Não acreditamos que essas grandes esferas da sociedade, essas multinacionais, vão realmente responder àquela necessidade que está lá no final do Maranhão, lá no final do Amazonas, onde a própria comunidade, os próprios líderes, as pessoas envolvidas têm dificuldade em chegar.
Noticias.cancaonova.com – Quais os projetos e planos de ação da Pastoral da Criança diante desse quadro de fome no mundo, principalmente no Brasil?
Ir. Vera – Atualmente, a Pastoral da Criança acompanha 20% das crianças pobres brasileiras. Estamos presentes em todos os estados do país, em todas as paróquias e dioceses e, além disso, a Pastoral da Criança está presente também em 17 países fora do Brasil. E o nosso grande desafio hoje é diminuir a incidência de anemia entre as crianças e fazemos isso através da alimentação variada e enriquecida.
E a Pastoral da Criança realmente orienta as famílias, acompanha através das noções básicas de saúde, nutrição e educação. Nós trabalhamos realmente no controle das políticas públicas, ajudando às famílias acompanhadas a lutarem para que tenham seus direitos, ou pelo menos seus direitos básicos, que são a saúde, nutrição, educação e cidadania.
Em 2009, nós gostaríamos de aumentar o número de crianças acompanhadas. Queremos ter esse avanço e, por isso, pedimos que as pessoas façam a propaganda e convidem novas pessoas, novas lideranças, pessoas que se sintam chamadas a serem realmente discípulos e missionários de Jesus, para levar vida onde precisa. Nossa meta é que a Pastoral da Criança possa atingir pelo menos 50% das crianças pobres do país.
noticias.cancaonova.com – Como a Pastoral da Criança está encarando a atual crise econômica?

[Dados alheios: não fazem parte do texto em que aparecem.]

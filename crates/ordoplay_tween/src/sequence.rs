// SPDX-License-Identifier: MIT OR Apache-2.0
//! Timed sequences of animations.
//!
//! A sequence walks its steps in order. Each step waits for its pre-delay,
//! activates its animation, then waits for that animation's duration. Steps
//! whose pre-delay is [`GROUP_WITH_PREVIOUS`] start in the same frame as the
//! step before them, and the batch lasts as long as its longest member.
//!
//! Waits are measured from when the previous wait was due rather than from
//! the frame that noticed it, so frame jitter does not accumulate.

use crate::animation::{Animatable, Deferred, FrameContext};
use crate::error::{AnimationError, ConfigError};
use serde::{Deserialize, Serialize};
use std::ops::Range;

/// Pre-delay marking a step that starts together with the previous one
pub const GROUP_WITH_PREVIOUS: f32 = -1.0;

/// One entry of a sequence
#[derive(Debug)]
pub struct SequenceStep {
    /// Animation to activate
    pub animation: Box<dyn Animatable>,
    /// Seconds to wait before activation, or [`GROUP_WITH_PREVIOUS`]
    pub pre_delay: f32,
}

impl SequenceStep {
    /// Create a step
    pub fn new(animation: Box<dyn Animatable>, pre_delay: f32) -> Self {
        Self {
            animation,
            pre_delay,
        }
    }

    /// Whether this step joins the previous step's batch
    pub fn is_grouped(&self) -> bool {
        self.pre_delay == GROUP_WITH_PREVIOUS
    }
}

/// Which duration a sequence reports to whoever contains it
#[derive(Debug, Clone, Copy, PartialEq, Eq, Default, Serialize, Deserialize)]
pub enum DurationPolicy {
    /// Sum of every pre-delay and duration, sentinels included.
    ///
    /// Each grouped step subtracts one second relative to playback; kept
    /// because existing content is timed against it.
    #[default]
    Aggregate,
    /// Time that actually elapses during playback
    Playback,
}

/// Where a sequence is in its step list
#[derive(Debug, Clone, Copy, PartialEq, Default)]
pub enum SequenceState {
    /// Not started, or waiting for a loop restart
    #[default]
    Idle,
    /// Waiting out the pre-delay of `step`
    Waiting {
        /// Step about to start
        step: usize,
        /// When the wait ends
        resume_at: f64,
    },
    /// Steps `first..=last` started together and are playing
    Playing {
        /// First step of the batch
        first: usize,
        /// Last step of the batch
        last: usize,
        /// When the batch ends
        resume_at: f64,
    },
    /// Finished without looping
    Dormant,
}

impl SequenceState {
    /// Whether steps are being processed
    pub fn is_running(&self) -> bool {
        matches!(self, Self::Waiting { .. } | Self::Playing { .. })
    }
}

/// Ordered, optionally looping list of animations
#[derive(Debug)]
pub struct Sequence {
    name: String,
    steps: Vec<SequenceStep>,
    looping: bool,
    pause_loop_time: f32,
    duration_policy: DurationPolicy,

    state: SequenceState,
    rearm: Option<Deferred>,
    loops_completed: u32,
}

impl Sequence {
    /// Create an empty, non-looping sequence
    pub fn new(name: impl Into<String>) -> Self {
        Self {
            name: name.into(),
            steps: Vec::new(),
            looping: false,
            pause_loop_time: 0.0,
            duration_policy: DurationPolicy::default(),
            state: SequenceState::Idle,
            rearm: None,
            loops_completed: 0,
        }
    }

    /// Build from index-aligned animation and pre-delay lists
    pub fn from_parts(
        name: impl Into<String>,
        animations: Vec<Box<dyn Animatable>>,
        pre_delays: Vec<f32>,
    ) -> Result<Self, ConfigError> {
        let name = name.into();
        if animations.len() != pre_delays.len() {
            return Err(ConfigError::LengthMismatch {
                sequence: name,
                animations: animations.len(),
                delays: pre_delays.len(),
            });
        }
        validate_pre_delays(&name, &pre_delays)?;

        let mut sequence = Self::new(name);
        sequence.steps = animations
            .into_iter()
            .zip(pre_delays)
            .map(|(animation, pre_delay)| SequenceStep::new(animation, pre_delay))
            .collect();
        Ok(sequence)
    }

    /// Append a step starting right after the previous batch
    pub fn then(self, animation: impl Animatable + 'static) -> Self {
        self.then_after(0.0, animation)
    }

    /// Append a step starting `delay` seconds after the previous batch.
    ///
    /// Negative delays are treated as zero.
    pub fn then_after(mut self, delay: f32, animation: impl Animatable + 'static) -> Self {
        self.steps
            .push(SequenceStep::new(Box::new(animation), delay.max(0.0)));
        self
    }

    /// Append a step starting together with the previous one.
    ///
    /// On an empty sequence this starts the first batch.
    pub fn alongside(mut self, animation: impl Animatable + 'static) -> Self {
        let pre_delay = if self.steps.is_empty() {
            0.0
        } else {
            GROUP_WITH_PREVIOUS
        };
        self.steps
            .push(SequenceStep::new(Box::new(animation), pre_delay));
        self
    }

    /// Restart forever, waiting `pause` seconds between runs
    pub fn looping(mut self, pause: f32) -> Self {
        self.looping = true;
        self.pause_loop_time = pause.max(0.0);
        self
    }

    /// Choose which duration is reported through [`Animatable::duration`]
    pub fn with_duration_policy(mut self, policy: DurationPolicy) -> Self {
        self.duration_policy = policy;
        self
    }

    /// Steps in order
    pub fn steps(&self) -> &[SequenceStep] {
        &self.steps
    }

    /// Current state
    pub fn state(&self) -> SequenceState {
        self.state
    }

    /// Whether the sequence restarts after finishing
    pub fn is_looping(&self) -> bool {
        self.looping
    }

    /// Whether a loop restart is scheduled
    pub fn has_pending_restart(&self) -> bool {
        self.rearm.is_some()
    }

    /// Number of times the last batch has finished
    pub fn loops_completed(&self) -> u32 {
        self.loops_completed
    }

    /// Sum of every step's pre-delay and duration.
    ///
    /// Grouped steps contribute their `-1` sentinel too, so this is one
    /// second short per grouped step compared to a plain sum, and in general
    /// differs from [`Sequence::playback_duration`].
    pub fn aggregate_duration(&self) -> f32 {
        self.steps
            .iter()
            .map(|step| step.pre_delay + step.animation.duration())
            .sum()
    }

    /// Seconds that elapse between activation and the last batch finishing
    pub fn playback_duration(&self) -> f32 {
        self.batches()
            .into_iter()
            .map(|batch| {
                let wait = self.steps[batch.start].pre_delay.max(0.0);
                let longest = self.steps[batch]
                    .iter()
                    .map(|step| step.animation.duration())
                    .fold(0.0, f32::max);
                wait + longest
            })
            .sum()
    }

    /// Index ranges of steps that start together
    pub fn batches(&self) -> Vec<Range<usize>> {
        let mut batches: Vec<Range<usize>> = Vec::new();
        for (i, step) in self.steps.iter().enumerate() {
            match batches.last_mut() {
                Some(batch) if step.is_grouped() => batch.end = i + 1,
                _ => batches.push(i..i + 1),
            }
        }
        batches
    }

    fn step_error(&self, step: usize, source: AnimationError) -> AnimationError {
        AnimationError::Step {
            sequence: self.name.clone(),
            step,
            source: Box::new(source),
        }
    }

    /// Begin at step 0 as if started at time `at`
    fn start(&mut self, at: f64, ctx: &mut FrameContext<'_>) -> Result<(), AnimationError> {
        tracing::debug!("Starting sequence '{}' ({} steps)", self.name, self.steps.len());
        if self.steps.is_empty() {
            self.complete(at);
            return Ok(());
        }
        self.enter_step(0, at, ctx)?;
        self.advance(ctx)
    }

    fn enter_step(
        &mut self,
        step: usize,
        at: f64,
        ctx: &mut FrameContext<'_>,
    ) -> Result<(), AnimationError> {
        let delay = self.steps[step].pre_delay;
        if delay > 0.0 {
            self.state = SequenceState::Waiting {
                step,
                resume_at: at + f64::from(delay),
            };
            Ok(())
        } else {
            self.play_batch(step, at, ctx)
        }
    }

    /// Activate `first` and every grouped step after it
    fn play_batch(
        &mut self,
        first: usize,
        at: f64,
        ctx: &mut FrameContext<'_>,
    ) -> Result<(), AnimationError> {
        let mut last = first;
        let mut duration = self.activate_step(first, ctx)?;

        while self.steps.get(last + 1).is_some_and(SequenceStep::is_grouped) {
            last += 1;
            duration = duration.max(self.activate_step(last, ctx)?);
        }

        self.state = SequenceState::Playing {
            first,
            last,
            resume_at: at + f64::from(duration.max(0.0)),
        };
        Ok(())
    }

    fn activate_step(
        &mut self,
        index: usize,
        ctx: &mut FrameContext<'_>,
    ) -> Result<f32, AnimationError> {
        let step = &mut self.steps[index];
        if let Err(err) = step.animation.activate(ctx) {
            return Err(self.step_error(index, err));
        }
        let duration = step.animation.duration();
        tracing::debug!(
            "Sequence '{}' step {index}: '{}' for {duration:.3}s",
            self.name,
            step.animation.name()
        );
        Ok(duration)
    }

    /// Process every wait that has run out by the current frame
    fn advance(&mut self, ctx: &mut FrameContext<'_>) -> Result<(), AnimationError> {
        let now = ctx.now();
        loop {
            match self.state {
                SequenceState::Idle | SequenceState::Dormant => return Ok(()),
                SequenceState::Waiting { step, resume_at } => {
                    if now < resume_at {
                        return Ok(());
                    }
                    self.play_batch(step, resume_at, ctx)?;
                }
                SequenceState::Playing {
                    last, resume_at, ..
                } => {
                    if now < resume_at {
                        return Ok(());
                    }
                    if last + 1 >= self.steps.len() {
                        self.complete(resume_at);
                        return Ok(());
                    }
                    self.enter_step(last + 1, resume_at, ctx)?;
                }
            }
        }
    }

    fn complete(&mut self, at: f64) {
        self.loops_completed += 1;
        if self.looping {
            self.state = SequenceState::Idle;
            self.rearm = Some(Deferred::after(at, self.pause_loop_time));
            tracing::info!(
                "Sequence '{}' finished, restarting in {:.3}s",
                self.name,
                self.pause_loop_time
            );
        } else {
            self.state = SequenceState::Dormant;
            tracing::info!("Sequence '{}' finished", self.name);
        }
    }
}

impl Animatable for Sequence {
    fn name(&self) -> &str {
        &self.name
    }

    fn activate(&mut self, ctx: &mut FrameContext<'_>) -> Result<(), AnimationError> {
        self.rearm = None;
        for step in &mut self.steps {
            step.animation.deactivate();
        }
        self.start(ctx.now(), ctx)
    }

    fn tick(&mut self, ctx: &mut FrameContext<'_>) -> Result<(), AnimationError> {
        for index in 0..self.steps.len() {
            if let Err(err) = self.steps[index].animation.tick(ctx) {
                return Err(self.step_error(index, err));
            }
        }

        if let Some(rearm) = Deferred::take_due(&mut self.rearm, ctx.now()) {
            return self.start(rearm.due(), ctx);
        }

        self.advance(ctx)
    }

    fn deactivate(&mut self) {
        self.state = SequenceState::Idle;
        self.rearm = None;
        for step in &mut self.steps {
            step.animation.deactivate();
        }
    }

    fn duration(&self) -> f32 {
        match self.duration_policy {
            DurationPolicy::Aggregate => self.aggregate_duration(),
            DurationPolicy::Playback => self.playback_duration(),
        }
    }

    fn is_active(&self) -> bool {
        self.state.is_running()
    }
}

/// Check that every pre-delay is a usable wait or the group sentinel
pub fn validate_pre_delays(sequence: &str, pre_delays: &[f32]) -> Result<(), ConfigError> {
    for (step, &delay) in pre_delays.iter().enumerate() {
        let valid = delay == GROUP_WITH_PREVIOUS || (delay.is_finite() && delay >= 0.0);
        if !valid {
            return Err(ConfigError::InvalidDelay {
                sequence: sequence.to_string(),
                step,
                delay,
            });
        }
    }
    if pre_delays.first() == Some(&GROUP_WITH_PREVIOUS) {
        return Err(ConfigError::LeadingSentinel(sequence.to_string()));
    }
    Ok(())
}
//! Terrain collision settings
//!
//! Loaded from TOML. Every field has a default, so an empty document is a
//! valid configuration:
//!
//! ```toml
//! enabled = true
//! remove_in = 1.0
//! expand_velocity = 0.1
//! expand_constant = 1.0
//!
//! [layers]
//! default_solid = "solid"
//! default_fluid = "fluid"
//!
//! [layers.all.solid]
//! type = "solid"
//! friction = 0.4
//! restitution = 0.2
//!
//! [layers.all.fluid]
//! type = "fluid"
//! density = 1.0
//!
//! [layers.by_block]
//! # ice = "ice"
//! ```
//!
//! Giving `layers.all` replaces the default layer set, so both default keys
//! must name one of the layers listed there.

use crate::error::{Result, TerrainError};
use serde::Deserialize;
use std::collections::BTreeMap;
use std::path::Path;
use std::time::Duration;

/// Key of the layer plain solid voxels land on by default
pub const DEFAULT_SOLID_LAYER: &str = "solid";
/// Key of the layer plain fluid voxels land on by default
pub const DEFAULT_FLUID_LAYER: &str = "fluid";

/// Settings for [`DynamicTerrain`](crate::terrain::DynamicTerrain)
#[derive(Debug, Clone, PartialEq, Deserialize)]
#[serde(default)]
pub struct TerrainSettings {
    /// When false, physics steps leave terrain collision untouched
    pub enabled: bool,
    /// Seconds a section must stay unwanted before its colliders are destroyed
    pub remove_in: f64,
    /// How far ahead along a body's velocity (in seconds of travel) bounds are stretched
    pub expand_velocity: f32,
    /// Constant margin added around every body's bounds
    pub expand_constant: f32,
    pub layers: LayerSettings,
}

impl Default for TerrainSettings {
    fn default() -> Self {
        Self {
            enabled: true,
            remove_in: 1.0,
            expand_velocity: 0.1,
            expand_constant: 1.0,
            layers: LayerSettings::default(),
        }
    }
}

/// Collision layers and how voxels are routed to them
#[derive(Debug, Clone, PartialEq, Deserialize)]
#[serde(default)]
pub struct LayerSettings {
    /// Every layer, by key
    pub all: BTreeMap<String, Layer>,
    /// Layer of solid voxels without a block route
    pub default_solid: String,
    /// Layer of fluid voxels without a block route
    pub default_fluid: String,
    /// Block kind name to layer key
    pub by_block: BTreeMap<String, String>,
}

impl Default for LayerSettings {
    fn default() -> Self {
        Self {
            all: BTreeMap::from([
                (
                    DEFAULT_SOLID_LAYER.to_owned(),
                    Layer::Solid {
                        friction: default_friction(),
                        restitution: default_restitution(),
                    },
                ),
                (
                    DEFAULT_FLUID_LAYER.to_owned(),
                    Layer::Fluid {
                        density: default_density(),
                    },
                ),
            ]),
            default_solid: DEFAULT_SOLID_LAYER.to_owned(),
            default_fluid: DEFAULT_FLUID_LAYER.to_owned(),
            by_block: BTreeMap::new(),
        }
    }
}

impl LayerSettings {
    /// Check layer materials and that every key refers to a configured layer
    pub fn validate(&self) -> Result<()> {
        for (key, layer) in &self.all {
            match *layer {
                Layer::Solid {
                    friction,
                    restitution,
                } => {
                    if !(friction >= 0.0 && friction.is_finite()) {
                        return Err(TerrainError::Settings(format!(
                            "layer '{key}': friction must be a finite value >= 0, got {friction}"
                        )));
                    }
                    if !(restitution >= 0.0 && restitution.is_finite()) {
                        return Err(TerrainError::Settings(format!(
                            "layer '{key}': restitution must be a finite value >= 0, got {restitution}"
                        )));
                    }
                }
                Layer::Fluid { density } => {
                    if !(density > 0.0 && density.is_finite()) {
                        return Err(TerrainError::Settings(format!(
                            "layer '{key}': density must be > 0, got {density}"
                        )));
                    }
                }
            }
        }

        for (role, key) in [
            ("default_solid", &self.default_solid),
            ("default_fluid", &self.default_fluid),
        ] {
            if !self.all.contains_key(key) {
                return Err(TerrainError::Settings(format!(
                    "{role}: no layer '{key}'"
                )));
            }
        }
        for (block, key) in &self.by_block {
            if !self.all.contains_key(key) {
                return Err(TerrainError::Settings(format!(
                    "by_block '{block}': no layer '{key}'"
                )));
            }
        }
        Ok(())
    }
}

/// Physics behaviour of one collision layer
#[derive(Debug, Clone, Copy, PartialEq, Deserialize)]
#[serde(tag = "type", rename_all = "snake_case")]
pub enum Layer {
    /// Collidable terrain with a surface material
    Solid {
        #[serde(default = "default_friction")]
        friction: f32,
        #[serde(default = "default_restitution")]
        restitution: f32,
    },
    /// Sensor terrain that bodies pass through
    Fluid {
        #[serde(default = "default_density")]
        density: f32,
    },
}

fn default_friction() -> f32 {
    0.4
}

fn default_restitution() -> f32 {
    0.2
}

fn default_density() -> f32 {
    1.0
}

impl TerrainSettings {
    /// Parse and validate settings from a TOML document
    pub fn from_toml_str(source: &str) -> Result<Self> {
        let settings: Self = toml::from_str(source)?;
        settings.validate()?;
        Ok(settings)
    }

    /// Read, parse and validate a TOML settings file
    pub fn load<P: AsRef<Path>>(path: P) -> Result<Self> {
        let source = std::fs::read_to_string(path)?;
        Self::from_toml_str(&source)
    }

    /// Check value ranges and layer references
    pub fn validate(&self) -> Result<()> {
        if !(self.remove_in >= 0.0 && self.remove_in.is_finite()) {
            return Err(TerrainError::Settings(format!(
                "remove_in must be a finite value >= 0, got {}",
                self.remove_in
            )));
        }
        if !(self.expand_velocity >= 0.0) {
            return Err(TerrainError::Settings(format!(
                "expand_velocity must be >= 0, got {}",
                self.expand_velocity
            )));
        }
        if !(self.expand_constant >= 0.0) {
            return Err(TerrainError::Settings(format!(
                "expand_constant must be >= 0, got {}",
                self.expand_constant
            )));
        }
        self.layers.validate()
    }

    /// Removal delay as a duration
    pub fn removal_delay(&self) -> Duration {
        Duration::from_secs_f64(self.remove_in)
    }
}

#[cfg(test)]
mod tests {
    use super::*;

    #[test]
    fn test_empty_document_gives_defaults() {
        let settings = TerrainSettings::from_toml_str("").unwrap();
        assert_eq!(settings, TerrainSettings::default());
        assert_eq!(settings.removal_delay(), Duration::from_secs(1));
    }

    #[test]
    fn test_partial_document() {
        let settings = TerrainSettings::from_toml_str(
            r#"
            remove_in = 2.5
            "#,
        )
        .unwrap();

        assert_eq!(settings.remove_in, 2.5);
        assert_eq!(settings.layers, LayerSettings::default());
        assert!(settings.enabled);
    }

    #[test]
    fn test_custom_layers_and_block_routes() {
        let settings = TerrainSettings::from_toml_str(
            r#"
            [layers]
            default_solid = "ground"
            default_fluid = "water"

            [layers.all.ground]
            type = "solid"
            friction = 0.9

            [layers.all.ice]
            type = "solid"
            friction = 0.02
            restitution = 0.0

            [layers.all.water]
            type = "fluid"

            [layers.by_block]
            packed_ice = "ice"
            "#,
        )
        .unwrap();

        let layers = &settings.layers;
        assert_eq!(layers.all.len(), 3);
        assert_eq!(
            layers.all["ground"],
            Layer::Solid {
                friction: 0.9,
                restitution: 0.2
            }
        );
        assert_eq!(layers.all["water"], Layer::Fluid { density: 1.0 });
        assert_eq!(layers.by_block["packed_ice"], "ice");
    }

    #[test]
    fn test_rejects_missing_default_layer() {
        // Replacing the layer set drops "fluid", which is still the default
        let err = TerrainSettings::from_toml_str(
            r#"
            [layers.all.solid]
            type = "solid"
            "#,
        )
        .unwrap_err();
        assert!(matches!(err, TerrainError::Settings(msg) if msg.contains("default_fluid")));
    }

    #[test]
    fn test_rejects_block_route_to_unknown_layer() {
        let err = TerrainSettings::from_toml_str("[layers.by_block]\nslab = \"slabs\"").unwrap_err();
        assert!(matches!(err, TerrainError::Settings(msg) if msg.contains("slabs")));
    }

    #[test]
    fn test_rejects_negative_delay() {
        let err = TerrainSettings::from_toml_str("remove_in = -1.0").unwrap_err();
        assert!(matches!(err, TerrainError::Settings(_)));
    }

    #[test]
    fn test_rejects_non_positive_density() {
        let mut settings = TerrainSettings::default();
        settings
            .layers
            .all
            .insert(DEFAULT_FLUID_LAYER.to_owned(), Layer::Fluid { density: 0.0 });
        assert!(matches!(settings.validate(), Err(TerrainError::Settings(_))));
    }

    #[test]
    fn test_rejects_negative_friction() {
        let mut settings = TerrainSettings::default();
        settings.layers.all.insert(
            "ice".to_owned(),
            Layer::Solid {
                friction: -0.1,
                restitution: 0.0,
            },
        );
        assert!(matches!(settings.validate(), Err(TerrainError::Settings(_))));
    }

    #[test]
    fn test_rejects_negative_expansion() {
        let err = TerrainSettings::from_toml_str("expand_constant = -0.5").unwrap_err();
        assert!(matches!(err, TerrainError::Settings(_)));
    }

    #[test]
    fn test_malformed_toml() {
        let err = TerrainSettings::from_toml_str("remove_in = \"soon\"").unwrap_err();
        assert!(matches!(err, TerrainError::Toml(_)));
    }
}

Ir. Vera – Diante dessa crise econômica, os primeiros afetados realmente são os nossos pobres e isso porque diminuiu muito a oportunidade de emprego e eles passam a ter menos acesso à alimentação e à moradia. Quando a gente vai visitar uma família, como aconteceu semana passada no bairro onde moro, a mãe teve bebê e, com um mês e meio, a mãe já teve que trabalhar porque o marido não tinha emprego. E então a criança fica sem mamar, fica na casa de outros para a mãe poder ir trabalhar. A falta de acesso à alimentação, à moradia, à casa própria, tudo isso é reflexo da crise econômica.
Diante disso, a Pastoral da Criança deve ficar atenta aos possíveis cortes dos recursos públicos. Temos esse momento forte em que ficamos atentos para que não haja esses cortes de recursos para o atendimento às famílias carentes. É inadmissível que uma gestante não possa ser atendida, que não tenha uma comida adequada para alimentar seu filho.
Eu quero agradecer a vocês por essa entrevista. Sabemos que a fome é uma dor muito grande e que há muito desperdício de comida pelo mundo a fora. Há muita insensibilidade em alguns lugares onde muitos passam fome. Eu quero pedir realmente que Deus os abençoe e abra o coração e as mãos dos que têm muito para que possam repartir, como fez Jesus na multiplicação do pão e, assim, todos tenham o suficiente para se alimentar.